Okay, so experts say it's basically like a happy side effect of the drugs if you take them already. And NSAIDs could potentially counter cancer growth by "suppressing inflammatory pathways and stimulating tumors' ability to expand and develop blood supplies." But plenty of other more organic measures offer anti-inflammatory effects, as well. The spice turmeric, for instance, is a natural anti-inflammatory and has been shown to guard against other forms of cancer in a similar way.

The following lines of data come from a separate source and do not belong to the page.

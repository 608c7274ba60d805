/// Why an outgoing message was not drafted
#[derive(Debug, Clone, PartialEq, Eq, thiserror::Error)]
pub enum RejectionReason {
    #[error("Message content is empty")]
    EmptyContent,

    #[error("Property not found: {0}")]
    UnknownProperty(String),

    #[error("No receiver can be resolved for property {property_id}")]
    UnresolvableReceiver { property_id: String },
}

/// Coarse classification the UI uses to pick feedback
#[derive(Debug, Clone, Copy, PartialEq, Eq)]
pub enum RejectionKind {
    Validation,
    UnresolvableReceiver,
}

impl RejectionReason {
    pub fn kind(&self) -> RejectionKind {
        match self {
            RejectionReason::EmptyContent | RejectionReason::UnknownProperty(_) => {
                RejectionKind::Validation
            }
            RejectionReason::UnresolvableReceiver { .. } => RejectionKind::UnresolvableReceiver,
        }
    }
}

#[derive(Debug, thiserror::Error)]
pub enum StoreError {
    #[error("Store I/O failed: {0}")]
    Io(#[from] std::io::Error),

    #[error("Store snapshot is not valid JSON: {0}")]
    Json(#[from] serde_json::Error),

    #[error("Property not found: {0}")]
    UnknownProperty(String),
}

#[derive(Debug, PartialEq, Eq, thiserror::Error)]
pub enum FavoriteError {
    #[error("Only buyers can save favorites (user {0})")]
    SellerCannotFavorite(String),
}

#[derive(Debug, PartialEq, Eq, thiserror::Error)]
pub enum ListingError {
    #[error("Only sellers can add properties (user {0})")]
    NotASeller(String),

    #[error("Listing is owned by {owner}, not {user}")]
    WrongSeller { owner: String, user: String },

    #[error("Please fill in all required fields: {0}")]
    MissingField(&'static str),
}

#[derive(Debug, PartialEq, Eq, thiserror::Error)]
pub enum ConfigError {
    #[error("Invalid value for {var}: {value}")]
    Invalid { var: &'static str, value: String },
}
use crate::error::StoreError;
use crate::fixtures;
use crate::models::{Message, MessageDraft, Property, PropertyDraft, User};
use crate::store::traits::MarketStore;
use async_trait::async_trait;
use chrono::Utc;
use serde::{Deserialize, Serialize};
use tracing::{debug, info};
use uuid::Uuid;

/// Everything the marketplace keeps, in its serialized shape
#[derive(Debug, Clone, Default, Serialize, Deserialize, PartialEq)]
pub struct Snapshot {
    pub users: Vec<User>,
    pub properties: Vec<Property>,
    pub messages: Vec<Message>,
}

impl Snapshot {
    /// Demo marketplace with a few users, listings and messages
    pub fn seeded() -> Self {
        Self {
            users: fixtures::users(),
            properties: fixtures::properties(),
            messages: fixtures::messages(),
        }
    }

    pub(crate) fn push_message(&mut self, draft: MessageDraft) -> Result<Message, StoreError> {
        if !self.properties.iter().any(|p| p.id == draft.property_id) {
            return Err(StoreError::UnknownProperty(draft.property_id));
        }
        let message = draft.into_message(Uuid::new_v4().to_string());
        debug!("Appended message {} on {}", message.id, message.property_id);
        self.messages.push(message.clone());
        Ok(message)
    }

    pub(crate) fn push_property(&mut self, draft: PropertyDraft) -> Property {
        let property = draft.into_property(Uuid::new_v4().to_string(), Utc::now());
        info!("Listed {} ({})", property.title, property.id);
        self.properties.insert(0, property.clone());
        property
    }
}

/// Store that lives only as long as the process
#[derive(Debug, Clone, Default)]
pub struct InMemoryStore {
    snapshot: Snapshot,
}

impl InMemoryStore {
    pub fn new(snapshot: Snapshot) -> Self {
        Self { snapshot }
    }

    pub fn seeded() -> Self {
        Self::new(Snapshot::seeded())
    }
}

#[async_trait]
impl MarketStore for InMemoryStore {
    async fn properties(&self) -> Result<Vec<Property>, StoreError> {
        Ok(self.snapshot.properties.clone())
    }

    async fn messages(&self) -> Result<Vec<Message>, StoreError> {
        Ok(self.snapshot.messages.clone())
    }

    async fn user_by_id(&self, id: &str) -> Result<Option<User>, StoreError> {
        Ok(self.snapshot.users.iter().find(|u| u.id == id).cloned())
    }

    async fn append_message(&mut self, draft: MessageDraft) -> Result<Message, StoreError> {
        self.snapshot.push_message(draft)
    }

    async fn add_property(&mut self, draft: PropertyDraft) -> Result<Property, StoreError> {
        Ok(self.snapshot.push_property(draft))
    }

    fn source_name(&self) -> &'static str {
        "memory"
    }
}
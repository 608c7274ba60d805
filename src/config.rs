use crate::error::ConfigError;
use crate::filters::FilterSpec;
use std::path::PathBuf;

/// Demo configuration loaded from environment variables.
#[derive(Debug, Clone, PartialEq)]
pub struct AppConfig {
    /// JSON store snapshot; `None` runs against the seeded in-memory store.
    pub data_path: Option<PathBuf>,
    /// User whose conversations are shown.
    pub user_id: String,
    /// Directory holding key-value files such as favorites.
    pub kv_dir: PathBuf,
    pub filter: FilterSpec,
    /// Message to send on startup, as `(property_id, content)`.
    pub outgoing: Option<(String, String)>,
}

impl AppConfig {
    /// Load configuration from the process environment.
    ///
    /// | Env Var            | Default           |
    /// |--------------------|-------------------|
    /// | `MARKET_DATA_PATH` | unset (in memory) |
    /// | `MARKET_USER_ID`   | `buyer-1`         |
    /// | `MARKET_KV_DIR`    | `market_kv`       |
    /// | `MARKET_SEARCH`    | empty             |
    /// | `MARKET_MAX_PRICE` | unbounded         |
    /// | `MARKET_BEDROOMS`  | `0` (any)         |
    /// | `MARKET_SEND_TO`   | unset             |
    /// | `MARKET_SEND_TEXT` | empty             |
    pub fn from_env() -> Result<Self, ConfigError> {
        Self::from_lookup(|var| std::env::var(var).ok())
    }

    pub fn from_lookup(lookup: impl Fn(&str) -> Option<String>) -> Result<Self, ConfigError> {
        let data_path = lookup("MARKET_DATA_PATH")
            .filter(|s| !s.trim().is_empty())
            .map(PathBuf::from);
        let user_id = lookup("MARKET_USER_ID").unwrap_or_else(|| "buyer-1".into());
        let kv_dir = lookup("MARKET_KV_DIR")
            .map(PathBuf::from)
            .unwrap_or_else(|| PathBuf::from("market_kv"));

        let mut filter = FilterSpec {
            search: lookup("MARKET_SEARCH").unwrap_or_default(),
            ..FilterSpec::default()
        };
        if let Some(max_price) = parse(&lookup, "MARKET_MAX_PRICE")? {
            filter.max_price = max_price;
        }
        if let Some(bedrooms) = parse(&lookup, "MARKET_BEDROOMS")? {
            filter.bedrooms = bedrooms;
        }

        let outgoing = lookup("MARKET_SEND_TO")
            .map(|property_id| (property_id, lookup("MARKET_SEND_TEXT").unwrap_or_default()));

        Ok(Self {
            data_path,
            user_id,
            kv_dir,
            filter,
            outgoing,
        })
    }
}

fn parse<T: std::str::FromStr>(
    lookup: &impl Fn(&str) -> Option<String>,
    var: &'static str,
) -> Result<Option<T>, ConfigError> {
    match lookup(var) {
        Some(value) => value
            .trim()
            .parse()
            .map(Some)
            .map_err(|_| ConfigError::Invalid { var, value }),
        None => Ok(None),
    }
}
const LEDGER_BASE_URL: &str = "LEDGER_BASE_URL";

const DEFAULT_BASE_URL: &str = "http://localhost:8080";

pub fn get_default_base_url() -> String {
    DEFAULT_BASE_URL.to_string()
}

pub fn get_base_url() -> Option<String> {
    std::env::var(LEDGER_BASE_URL)
        .ok()
        .filter(|url| !url.trim().is_empty())
}

const RPS: &str = "RPS";

const DEFAULT_RPS: u32 = 10;

pub fn get_default_rps() -> u32 {
    DEFAULT_RPS
}

/// Requests per second from the environment; non-positive or garbage values are ignored
pub fn get_rps() -> Option<u32> {
    parse_positive(std::env::var(RPS).ok().as_deref())
}

const DURATION: &str = "DURATION";

const DEFAULT_DURATION: u64 = 30;

pub fn get_default_duration() -> u64 {
    DEFAULT_DURATION
}

/// Run duration in seconds from the environment
pub fn get_duration() -> Option<u64> {
    parse_positive(std::env::var(DURATION).ok().as_deref())
}

fn parse_positive<T>(value: Option<&str>) -> Option<T>
where
    T: std::str::FromStr + PartialOrd + Default,
{
    value
        .and_then(|raw| raw.trim().parse::<T>().ok())
        .filter(|parsed| *parsed > T::default())
}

As interesting as this is -- and as nice as it is to know that you're not just ripping up your gut when you pop ibuprofen -- it sounds to me like this study should fall into the same category as the science behind diet drugs. Quick fixes in the form of a poppable pill are never going to be as effective as lifestyle measures. And it's certainly not like we are so defenseless against skin cancer that we need to start taking aspirin or ibuprofen as a preventative measure!
I'm sure it wasn't researchers' intention, but studies like this could potentially send a dangerous message -- that getting our sun on is a-okay as long as we pop these drugs. But aren't damaging UV rays the first and foremost cause of skin cancer? Well, wouldn't it follow then that avoiding them should be lauded as the #1 preventative measure against skin cancer -- not relying on painkillers? How about we just lay off the bronzed look? Back awaaaay from the tanning booth? Slathering on some sunblock? Seems like that would be the simpler, healthier solution for the masses.
What do you make of this research? Do you ever intentionally tan in the summer?